"Ideas flash into theminds of scientists asunaccountably aslyrical phrases form inthe minds of poets."
MORE THAN THREE DECADES AGO, IN a celebrated lecture at Cambridge University, C.P. Snow argued that "the intellectual life of the whole of western society is increasingly being split into two polar groups": literary intellectuals and scientists. When a society's literary intellectuals cannot converse with its scientific intellectuals, so that each may gain an appreciation of the other's competencies and premises, then, as Snow wrote, "no society is going to be able to think with wisdom."
In the generation since Lord Snow described these "two cultures," the scientific revolution has changed our world at least as pervasively as the industrial revolution did the world of the nineteenth century. Science and technology have made the world considerably more exciting—and more dangerous. They influence the form and content of our culture so extensively that virtually every major decision we make—whether it be political, economic, social, or moral—must take account of their accomplishments.
Yet, as the achievements of scientific research have become more wondrous, our society has responded with priderather than understanding; with awe rather than edification. I find this acutely disturbing.
As remarkable as the achievements of science are, they are inherently neither good nor evil. They have both immense creative promise and, in William Blake's phrase, "dark Satanic" potentialities. They may tell us that certain results are possible or predictable, but they cannot tell us what is politically prudent or socially just or morally right. For the responses to such concerns—humane responses that can discern the boundary between scientific facts and the political, social, and moral implications of those facts—we must look to citizens and leaders who have been liberally educated.
This is why Dartmouth has placed a priority on melding the humanities and the sciences, offering students the opportunity to glimpse the far reaches of knowledge in a setting of liberal learning. As science becomes more complex, so must the College's facilities become more sophisticated. Last summer, ground was broken on a $28 million chemistry building, the first academic center to be constructed during my presidency. Launched with a $3.5 million gift from John Rosenwald' 52, T '53, the building will provide Dartmouth students and faculty with laboratories and classrooms of unmatched quality.

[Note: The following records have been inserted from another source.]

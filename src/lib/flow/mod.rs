//! Fixed-width network-flow record model and file codec.
//!
//! A flow record is a POD byte slab of [`record::RECORD_SIZE`] bytes with
//! little-endian integer fields and wide (16-byte) network-order addresses.
//! Flow files are an 8-byte header followed by raw records; see [`stream`].

pub mod record;
pub mod stream;

pub use record::{FlowRecord, FlowView, RECORD_SIZE};
pub use stream::{FlowReader, FlowWriter, FILE_HEADER_LEN};
//! Fixed-width flow record layout and accessors.
//!
//! The record is a contiguous byte slab: integers are little-endian at fixed
//! offsets, addresses are 16 bytes in network byte order. IPv4 addresses are
//! zero-extended at the high end, so unsigned big-endian comparison of the
//! full width orders IPv4 addresses numerically and sorts them below any
//! routable IPv6 address.
//!
//! For ICMP and ICMPv6 flows the destination port field carries the message
//! `type` in its high byte and `code` in its low byte; the dedicated
//! accessors return 0 for non-ICMP records so that comparisons on these
//! fields are total.

use std::net::{IpAddr, Ipv4Addr, Ipv6Addr};

/// Size of one flow record in bytes.
pub const RECORD_SIZE: usize = 88;

/// Width of a stored address in bytes.
pub const ADDR_WIDTH: usize = 16;

/// IANA protocol number for ICMP.
pub const PROTO_ICMP: u8 = 1;
/// IANA protocol number for ICMPv6.
pub const PROTO_ICMPV6: u8 = 58;

// Field offsets within the record slab.
pub(crate) const OFF_SIP: usize = 0;
pub(crate) const OFF_DIP: usize = 16;
pub(crate) const OFF_NHIP: usize = 32;
pub(crate) const OFF_SPORT: usize = 48;
pub(crate) const OFF_DPORT: usize = 50;
pub(crate) const OFF_PROTO: usize = 52;
pub(crate) const OFF_FLAGS: usize = 53;
pub(crate) const OFF_INIT_FLAGS: usize = 54;
pub(crate) const OFF_REST_FLAGS: usize = 55;
pub(crate) const OFF_TCP_STATE: usize = 56;
pub(crate) const OFF_APPLICATION: usize = 57;
pub(crate) const OFF_SENSOR: usize = 59;
pub(crate) const OFF_INPUT: usize = 61;
pub(crate) const OFF_OUTPUT: usize = 63;
pub(crate) const OFF_PKTS: usize = 65;
pub(crate) const OFF_BYTES: usize = 69;
pub(crate) const OFF_STIME: usize = 73;
pub(crate) const OFF_ELAPSED: usize = 81;
// Bytes 85..88 are reserved.

fn read_u16(data: &[u8], off: usize) -> u16 {
    u16::from_le_bytes([data[off], data[off + 1]])
}

fn read_u32(data: &[u8], off: usize) -> u32 {
    u32::from_le_bytes([data[off], data[off + 1], data[off + 2], data[off + 3]])
}

fn read_u64(data: &[u8], off: usize) -> u64 {
    let mut bytes = [0u8; 8];
    bytes.copy_from_slice(&data[off..off + 8]);
    u64::from_le_bytes(bytes)
}

fn read_addr(data: &[u8], off: usize) -> IpAddr {
    let bytes = &data[off..off + ADDR_WIDTH];
    if bytes[..12].iter().all(|&b| b == 0) {
        IpAddr::V4(Ipv4Addr::new(bytes[12], bytes[13], bytes[14], bytes[15]))
    } else {
        let mut wide = [0u8; 16];
        wide.copy_from_slice(bytes);
        IpAddr::V6(Ipv6Addr::from(wide))
    }
}

fn write_addr(data: &mut [u8], off: usize, addr: IpAddr) {
    let slot = &mut data[off..off + ADDR_WIDTH];
    match addr {
        IpAddr::V4(v4) => {
            slot[..12].fill(0);
            slot[12..].copy_from_slice(&v4.octets());
        }
        IpAddr::V6(v6) => slot.copy_from_slice(&v6.octets()),
    }
}

/// Borrowed, zero-copy view over the bytes of one flow record.
///
/// The underlying slice may be longer than [`RECORD_SIZE`] (e.g. a sort node
/// carrying a key suffix); only the record prefix is interpreted.
#[derive(Clone, Copy)]
pub struct FlowView<'a> {
    data: &'a [u8],
}

impl<'a> FlowView<'a> {
    /// Wraps a byte slice holding at least one full record.
    #[must_use]
    pub fn new(data: &'a [u8]) -> Self {
        debug_assert!(data.len() >= RECORD_SIZE);
        Self { data }
    }

    /// Source address.
    #[must_use]
    pub fn sip(&self) -> IpAddr {
        read_addr(self.data, OFF_SIP)
    }

    /// Destination address.
    #[must_use]
    pub fn dip(&self) -> IpAddr {
        read_addr(self.data, OFF_DIP)
    }

    /// Next-hop address.
    #[must_use]
    pub fn nhip(&self) -> IpAddr {
        read_addr(self.data, OFF_NHIP)
    }

    /// Raw 16 network-order bytes of the source address.
    #[must_use]
    pub fn sip_bytes(&self) -> &'a [u8] {
        &self.data[OFF_SIP..OFF_SIP + ADDR_WIDTH]
    }

    /// Raw 16 network-order bytes of the destination address.
    #[must_use]
    pub fn dip_bytes(&self) -> &'a [u8] {
        &self.data[OFF_DIP..OFF_DIP + ADDR_WIDTH]
    }

    /// Raw 16 network-order bytes of the next-hop address.
    #[must_use]
    pub fn nhip_bytes(&self) -> &'a [u8] {
        &self.data[OFF_NHIP..OFF_NHIP + ADDR_WIDTH]
    }

    /// Source port.
    #[must_use]
    pub fn sport(&self) -> u16 {
        read_u16(self.data, OFF_SPORT)
    }

    /// Destination port. For ICMP flows this carries `type << 8 | code`.
    #[must_use]
    pub fn dport(&self) -> u16 {
        read_u16(self.data, OFF_DPORT)
    }

    /// Transport protocol.
    #[must_use]
    pub fn proto(&self) -> u8 {
        self.data[OFF_PROTO]
    }

    /// Cumulative TCP flags.
    #[must_use]
    pub fn flags(&self) -> u8 {
        self.data[OFF_FLAGS]
    }

    /// TCP flags on the first packet.
    #[must_use]
    pub fn init_flags(&self) -> u8 {
        self.data[OFF_INIT_FLAGS]
    }

    /// TCP flags on all packets after the first.
    #[must_use]
    pub fn rest_flags(&self) -> u8 {
        self.data[OFF_REST_FLAGS]
    }

    /// TCP state machine attributes.
    #[must_use]
    pub fn tcp_state(&self) -> u8 {
        self.data[OFF_TCP_STATE]
    }

    /// Application identifier.
    #[must_use]
    pub fn application(&self) -> u16 {
        read_u16(self.data, OFF_APPLICATION)
    }

    /// Sensor that collected the flow.
    #[must_use]
    pub fn sensor(&self) -> u16 {
        read_u16(self.data, OFF_SENSOR)
    }

    /// Ingress SNMP interface.
    #[must_use]
    pub fn input(&self) -> u16 {
        read_u16(self.data, OFF_INPUT)
    }

    /// Egress SNMP interface.
    #[must_use]
    pub fn output(&self) -> u16 {
        read_u16(self.data, OFF_OUTPUT)
    }

    /// Packet count.
    #[must_use]
    pub fn pkts(&self) -> u32 {
        read_u32(self.data, OFF_PKTS)
    }

    /// Byte count.
    #[must_use]
    pub fn bytes(&self) -> u32 {
        read_u32(self.data, OFF_BYTES)
    }

    /// Flow start time, epoch milliseconds.
    #[must_use]
    pub fn stime_ms(&self) -> u64 {
        read_u64(self.data, OFF_STIME)
    }

    /// Flow duration, milliseconds.
    #[must_use]
    pub fn elapsed_ms(&self) -> u32 {
        read_u32(self.data, OFF_ELAPSED)
    }

    /// Flow end time, epoch milliseconds.
    #[must_use]
    pub fn etime_ms(&self) -> u64 {
        self.stime_ms() + u64::from(self.elapsed_ms())
    }

    /// True when the transport protocol is ICMP or ICMPv6.
    #[must_use]
    pub fn is_icmp(&self) -> bool {
        matches!(self.proto(), PROTO_ICMP | PROTO_ICMPV6)
    }

    /// ICMP message type, or 0 for non-ICMP flows.
    #[must_use]
    pub fn icmp_type(&self) -> u8 {
        if self.is_icmp() { (self.dport() >> 8) as u8 } else { 0 }
    }

    /// ICMP message code, or 0 for non-ICMP flows.
    #[must_use]
    pub fn icmp_code(&self) -> u8 {
        if self.is_icmp() { (self.dport() & 0xFF) as u8 } else { 0 }
    }
}

/// Owned flow record.
#[derive(Clone, Copy, PartialEq, Eq)]
pub struct FlowRecord {
    data: [u8; RECORD_SIZE],
}

impl Default for FlowRecord {
    fn default() -> Self {
        Self { data: [0u8; RECORD_SIZE] }
    }
}

impl FlowRecord {
    /// Creates an all-zero record.
    #[must_use]
    pub fn new() -> Self {
        Self::default()
    }

    /// Read-only view of the record bytes.
    #[must_use]
    pub fn view(&self) -> FlowView<'_> {
        FlowView::new(&self.data)
    }

    /// Raw record bytes.
    #[must_use]
    pub fn as_bytes(&self) -> &[u8] {
        &self.data
    }

    /// Mutable raw record bytes (used by the stream reader).
    pub fn as_bytes_mut(&mut self) -> &mut [u8] {
        &mut self.data
    }

    pub fn set_sip(&mut self, addr: IpAddr) -> &mut Self {
        write_addr(&mut self.data, OFF_SIP, addr);
        self
    }

    pub fn set_dip(&mut self, addr: IpAddr) -> &mut Self {
        write_addr(&mut self.data, OFF_DIP, addr);
        self
    }

    pub fn set_nhip(&mut self, addr: IpAddr) -> &mut Self {
        write_addr(&mut self.data, OFF_NHIP, addr);
        self
    }

    pub fn set_sport(&mut self, port: u16) -> &mut Self {
        self.data[OFF_SPORT..OFF_SPORT + 2].copy_from_slice(&port.to_le_bytes());
        self
    }

    pub fn set_dport(&mut self, port: u16) -> &mut Self {
        self.data[OFF_DPORT..OFF_DPORT + 2].copy_from_slice(&port.to_le_bytes());
        self
    }

    /// Packs an ICMP type and code into the destination port field.
    pub fn set_icmp(&mut self, icmp_type: u8, icmp_code: u8) -> &mut Self {
        self.set_dport(u16::from(icmp_type) << 8 | u16::from(icmp_code))
    }

    pub fn set_proto(&mut self, proto: u8) -> &mut Self {
        self.data[OFF_PROTO] = proto;
        self
    }

    pub fn set_flags(&mut self, flags: u8) -> &mut Self {
        self.data[OFF_FLAGS] = flags;
        self
    }

    pub fn set_init_flags(&mut self, flags: u8) -> &mut Self {
        self.data[OFF_INIT_FLAGS] = flags;
        self
    }

    pub fn set_rest_flags(&mut self, flags: u8) -> &mut Self {
        self.data[OFF_REST_FLAGS] = flags;
        self
    }

    pub fn set_tcp_state(&mut self, state: u8) -> &mut Self {
        self.data[OFF_TCP_STATE] = state;
        self
    }

    pub fn set_application(&mut self, app: u16) -> &mut Self {
        self.data[OFF_APPLICATION..OFF_APPLICATION + 2].copy_from_slice(&app.to_le_bytes());
        self
    }

    pub fn set_sensor(&mut self, sensor: u16) -> &mut Self {
        self.data[OFF_SENSOR..OFF_SENSOR + 2].copy_from_slice(&sensor.to_le_bytes());
        self
    }

    pub fn set_input(&mut self, iface: u16) -> &mut Self {
        self.data[OFF_INPUT..OFF_INPUT + 2].copy_from_slice(&iface.to_le_bytes());
        self
    }

    pub fn set_output(&mut self, iface: u16) -> &mut Self {
        self.data[OFF_OUTPUT..OFF_OUTPUT + 2].copy_from_slice(&iface.to_le_bytes());
        self
    }

    pub fn set_pkts(&mut self, pkts: u32) -> &mut Self {
        self.data[OFF_PKTS..OFF_PKTS + 4].copy_from_slice(&pkts.to_le_bytes());
        self
    }

    pub fn set_bytes(&mut self, bytes: u32) -> &mut Self {
        self.data[OFF_BYTES..OFF_BYTES + 4].copy_from_slice(&bytes.to_le_bytes());
        self
    }

    pub fn set_stime_ms(&mut self, stime: u64) -> &mut Self {
        self.data[OFF_STIME..OFF_STIME + 8].copy_from_slice(&stime.to_le_bytes());
        self
    }

    pub fn set_elapsed_ms(&mut self, elapsed: u32) -> &mut Self {
        self.data[OFF_ELAPSED..OFF_ELAPSED + 4].copy_from_slice(&elapsed.to_le_bytes());
        self
    }
}

impl std::fmt::Debug for FlowRecord {
    fn fmt(&self, f: &mut std::fmt::Formatter<'_>) -> std::fmt::Result {
        let v = self.view();
        f.debug_struct("FlowRecord")
            .field("sip", &v.sip())
            .field("dip", &v.dip())
            .field("sport", &v.sport())
            .field("dport", &v.dport())
            .field("proto", &v.proto())
            .field("pkts", &v.pkts())
            .field("bytes", &v.bytes())
            .field("stime_ms", &v.stime_ms())
            .finish_non_exhaustive()
    }
}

Facilities alone will not produce the results we seek, however. In endeavoring to empower students with an understanding of science, a liberal education must emphasize that science is one of the magnificent achievements of the human mind—an intellectual activity of the greatest rigor, subtlety, complexity, and beauty. Just as a poet seeks to express an understanding of the world by imposing an order upon words, just as a painter seeks to convey a vision of reality by imposing an order upon light and color and form, just as a historian seeks to record and explain the past by imposing an order upon developments and events—so a scientist seeks to explain the riddles of the natural world by invoking intellect and imagination to impose an order upon disparate facts and phenomena.
Still another important aspect of science lies in the aesthetic experience it provides—in the exhilaration of the chase, the satisfaction of penetrating the unknown, the framing of the decisive generalization. Far from being a dry or heartless exercise, science pulsates with intuition and imagination. Ideas flash into the minds of scientists as unaccountably as lyrical phrases form in the minds of poets. "The father of geology," novelist Samuel Butler wrote, "was he who, seeing fossil shells on a mountain, conceived the theory of the deluge."
Liberal learning still must bridge the "gulf of mutual incomprehension" between the two cultures that C.P. Snow warned against in 1959. It is for us today a challenge to educate students of the humanities and social sciences to understand the natural sciences and their processes, to appreciate the resourcefulness of the scientific imagination, and to think wisely about the social uses and moral limits of scientific and technological achievements.
It is a challenge, in short, to educate young men and women to be worthy of the responsibilities of democratic citizenship. Our task is to ensure that, during the course of their years here, Dartmouth will prepare its students well for meeting those responsibilities.